[Saved entries]
+--

impl FlowControl {
    pub fn new(process_quotas: HashMap<String, u64>, domain_quotas: HashMap<u32, u64>) -> Self {
        FlowControl {
            default_quota: DEFAULT_PROCESS_QUOTA,
            process_quotas,
            process_gates: RwLock::new(HashMap::new()),
            domain_gates: domain_quotas
                .into_iter()
                .map(|(id, q)| (id, Mutex::new(WindowGate::new(q))))
                .collect(),
        }
    }

    /// Load both quota files.  A missing file leaves that gate on defaults.
    pub fn load(process_file: &Path, domain_file: &Path) -> Self {
        let process = read_quota_file(process_file)
            .map(|t| parse_process_quotas(&t))
            .unwrap_or_default();
        let domain = read_quota_file(domain_file)
            .map(|t| parse_domain_quotas(&t))
            .unwrap_or_default();
        log::info!(
            "Flow control loaded: {} process quotas, {} domain quotas",
            process.len(),
            domain.len()
        );
        FlowControl::new(process, domain)
    }

    pub fn with_default_quota(mut self, quota: u64) -> Self {
        self.default_quota = quota;
        self
    }

    /// Decide whether `entry` may enter the buffer.
    pub fn check(&self, entry: &LogEntry, switches: FlowSwitches) -> FlowVerdict {
        self.check_at(entry, switches, Instant::now())
    }

    pub fn check_at(&self, entry: &LogEntry, switches: FlowSwitches, now: Instant) -> FlowVerdict {
        let admit = FlowVerdict::Admit { dropped: 0 };
        if entry.log_type == LogType::App || switches.debug {
            return admit;
        }
        let len = entry.len();
        let mut verdict = admit;
        if switches.process {
            verdict = verdict.merge(self.check_process(entry.pid, len, now));
        }
        if switches.domain && verdict != FlowVerdict::Drop {
            verdict = verdict.merge(self.check_domain(entry.domain, len, now));
        }
        verdict
    }

    fn check_process(&self, pid: u32, len: usize, now: Instant) -> FlowVerdict {
        {
            let gates = self.process_gates.read();
            if let Some(gate) = gates.get(&pid) {
                return gate.lock().check_at(len, now);
            }
        }
        let quota = self.quota_for_pid(pid);
        let mut gates = self.process_gates.write();
        gates
            .entry(pid)
            .or_insert_with(|| Mutex::new(WindowGate::new(quota)))
            .get_mut()
            .check_at(len, now)
    }

    fn check_domain(&self, domain: u32, len: usize, now: Instant) -> FlowVerdict {
        match self.domain_gates.get(&domain_id(domain)) {
            Some(gate) => gate.lock().check_at(len, now),
            None => FlowVerdict::Admit { dropped: 0 },
        }
    }

    fn quota_for_pid(&self, pid: u32) -> u64 {
        process_name(pid)
            .and_then(|name| self.process_quotas.get(&name).copied())
            .unwrap_or(self.default_quota)
    }

    /// Drop process windows that have been idle for `max_age`.  A pid
    /// seen again later gets a fresh window and a fresh quota lookup.
    pub fn gc(&self, max_age: Duration) -> usize {
        self.gc_at(Instant::now(), max_age)
    }

    pub fn gc_at(&self, now: Instant, max_age: Duration) -> usize {
        let mut gates = self.process_gates.write();
        let before = gates.len();
        gates.retain(|_, gate| !gate.get_mut().idle_at(now, max_age));
        let removed = before - gates.len();
        if removed > 0 {
            log::debug!("Flow control dropped {} idle process windows", removed);
        }
        removed
    }

    pub fn process_gate_count(&self) -> usize {
        self.process_gates.read().len()
    }
}

fn process_name(pid: u32) -> Option<String> {
    fs::read_to_string(format!("/proc/{}/comm", pid))
        .ok()
        .map(|s| s.trim_end().to_string())
}

#[cfg(test)]
mod tests {
    use super::*;
    use crate::log_entry::LogLevel;
    use std::io::Write;

    const ON: FlowSwitches = FlowSwitches {
        process: true,
        domain: true,
        debug: false,
    };

    fn core(pid: u32, domain: u32, content: &str) -> LogEntry {
        let mut e = LogEntry::new(LogType::Core, LogLevel::Info, domain, "T", content);
        e.pid = pid;
        e
    }

    #[test]
    fn test_window_rollover_reports_once() {
        let mut gate = WindowGate::new(100);
        let t0 = Instant::now();
        assert_eq!(gate.check_at(60, t0), FlowVerdict::Admit { dropped: 0 });
        assert_eq!(gate.check_at(40, t0), FlowVerdict::Admit { dropped: 0 });
        // quota + 1 bytes in the same window
        assert_eq!(gate.check_at(1, t0), FlowVerdict::Drop);
        assert_eq!(gate.check_at(10, t0), FlowVerdict::Drop);
        assert_eq!(gate.dropped(), 2);

        let t1 = t0 + FLOW_WINDOW;
        assert_eq!(gate.check_at(10, t1), FlowVerdict::Admit { dropped: 2 });
        assert_eq!(gate.check_at(10, t1), FlowVerdict::Admit { dropped: 0 });
    }

    #[test]
    fn test_report_survives_dropped_first_record() {
        let mut gate = WindowGate::new(50);
        let t0 = Instant::now();
        gate.check_at(50, t0);
        assert_eq!(gate.check_at(1, t0), FlowVerdict::Drop);
        let t1 = t0 + FLOW_WINDOW;
        assert_eq!(gate.check_at(80, t1), FlowVerdict::Drop);
        assert_eq!(gate.check_at(10, t1 + FLOW_WINDOW), FlowVerdict::Admit { dropped: 2 });
    }

    #[test]
    fn test_app_and_debug_bypass() {
        let fc = FlowControl::default().with_default_quota(0);
        let mut app = core(1, 0, "x");
        app.log_type = LogType::App;
        assert_eq!(fc.check(&app, ON), FlowVerdict::Admit { dropped: 0 });

        let debug = FlowSwitches { debug: true, ..ON };
        assert_eq!(fc.check(&core(1, 0, "x"), debug), FlowVerdict::Admit { dropped: 0 });
        assert_eq!(fc.check(&core(1, 0, "x"), ON), FlowVerdict::Drop);
    }

    #[test]
    fn test_switches_disable_gates() {
        let fc = FlowControl::default().with_default_quota(0);
        let off = FlowSwitches::default();
        assert_eq!(fc.check(&core(1, 0, "x"), off), FlowVerdict::Admit { dropped: 0 });
    }

    #[test]
    fn test_process_gates_are_per_pid() {
        let fc = FlowControl::default().with_default_quota(100);
        let t0 = Instant::now();
        let e = core(u32::MAX - 1, 0, &"x".repeat(40));
        let len = e.len() as u64;
        let fits = 100 / len;
        for _ in 0..fits {
            assert!(matches!(fc.check_at(&e, ON, t0), FlowVerdict::Admit { .. }));
        }
        assert_eq!(fc.check_at(&e, ON, t0), FlowVerdict::Drop);

        let other = core(u32::MAX - 2, 0, &"x".repeat(40));
        assert!(matches!(fc.check_at(&other, ON, t0), FlowVerdict::Admit { .. }));
    }

    #[test]
    fn test_gc_drops_idle_process_gates() {
        let fc = FlowControl::default();
        let t0 = Instant::now();
        for i in 1..=1000 {
            fc.check_at(&core(u32::MAX - i, 0, "x"), ON, t0);
        }
        assert_eq!(fc.process_gate_count(), 1000);

        let later = t0 + Duration::from_secs(3600);
        let busy = core(u32::MAX - 5000, 0, "x");
        fc.check_at(&busy, ON, later);
        assert_eq!(fc.gc_at(later, FLOW_GC_MAX_AGE), 1000);
        assert_eq!(fc.process_gate_count(), 1);

        assert_eq!(fc.gc_at(later + Duration::from_secs(1), FLOW_GC_MAX_AGE), 0);
        assert_eq!(fc.process_gate_count(), 1);
    }

    #[test]
    fn test_domain_gate() {
        let mut quotas = HashMap::new();
        quotas.insert(domain_id(0xD002D00), 60);
        let fc = FlowControl::new(HashMap::new(), quotas);
        let only_domain = FlowSwitches {
            domain: true,
            ..Default::default()
        };
        let t0 = Instant::now();
        let e = core(1, 0xD002D01, &"x".repeat(20));
        assert!(matches!(fc.check_at(&e, only_domain, t0), FlowVerdict::Admit { .. }));
        assert_eq!(fc.check_at(&e, only_domain, t0), FlowVerdict::Drop);

        // Unlisted subsystems are not limited.
        let free = core(1, 0xD003300, &"x".repeat(20));
        for _ in 0..10 {
            assert!(matches!(fc.check_at(&free, only_domain, t0), FlowVerdict::Admit { .. }));
        }
        assert_eq!(
            fc.check_at(&e, only_domain, t0 + FLOW_WINDOW),
            FlowVerdict::Admit { dropped: 1 }
        );
    }

    #[test]
    fn test_parse_quota_files() {
        let p = parse_process_quotas("# comment\nfoundation 20000\n\nbad\nrender 500\n");
        assert_eq!(p.get("foundation"), Some(&20000));
        assert_eq!(p.get("render"), Some(&500));
        assert_eq!(p.len(), 2);

        let d = parse_domain_quotas("0xD002D00 Ability 3000\n0xD001100 Net 100\nnope\n");
        assert_eq!(d.get(&0x02D), Some(&3000));
        assert_eq!(d.get(&0x011), Some(&100));
        assert_eq!(d.len(), 2);
    }

    #[test]
    fn test_load_missing_files_falls_back() {
        let dir = tempfile::tempdir().unwrap();
        let fc = FlowControl::load(&dir.path().join("nope"), &dir.path().join("nope2"));
        assert!(fc.process_quotas.is_empty());
        assert!(fc.domain_gates.is_empty());
        assert_eq!(fc.default_quota, DEFAULT_PROCESS_QUOTA);

        let path = dir.path().join("domain.conf");
        let mut f = fs::File::create(&path).unwrap();
        writeln!(f, "0xD002D00 Ability 3000").unwrap();
        let fc = FlowControl::load(&dir.path().join("nope"), &path);
        assert_eq!(fc.domain_gates.len(), 1);
        assert_eq!(fc.domain_gates[&0x02D].lock().quota(), 3000);
    }
}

+--

● **EXERCISE PROMPT**
Among the records above, extract exactly the lines from the line with "Ability 3000\n0xD001100 Net" to the line with "assert!(fc.process_quotas.is_empty());", both lines included, and leave out the rest.

● **RESPONSE FOR THIS EXERCISE**
        let d = parse_domain_quotas("0xD002D00 Ability 3000\n0xD001100 Net 100\nnope\n");
        assert_eq!(d.get(&0x02D), Some(&3000));
        assert_eq!(d.get(&0x011), Some(&100));
        assert_eq!(d.len(), 2);
    }

    #[test]
    fn test_load_missing_files_falls_back() {
        let dir = tempfile::tempdir().unwrap();
        let fc = FlowControl::load(&dir.path().join("nope"), &dir.path().join("nope2"));
        assert!(fc.process_quotas.is_empty());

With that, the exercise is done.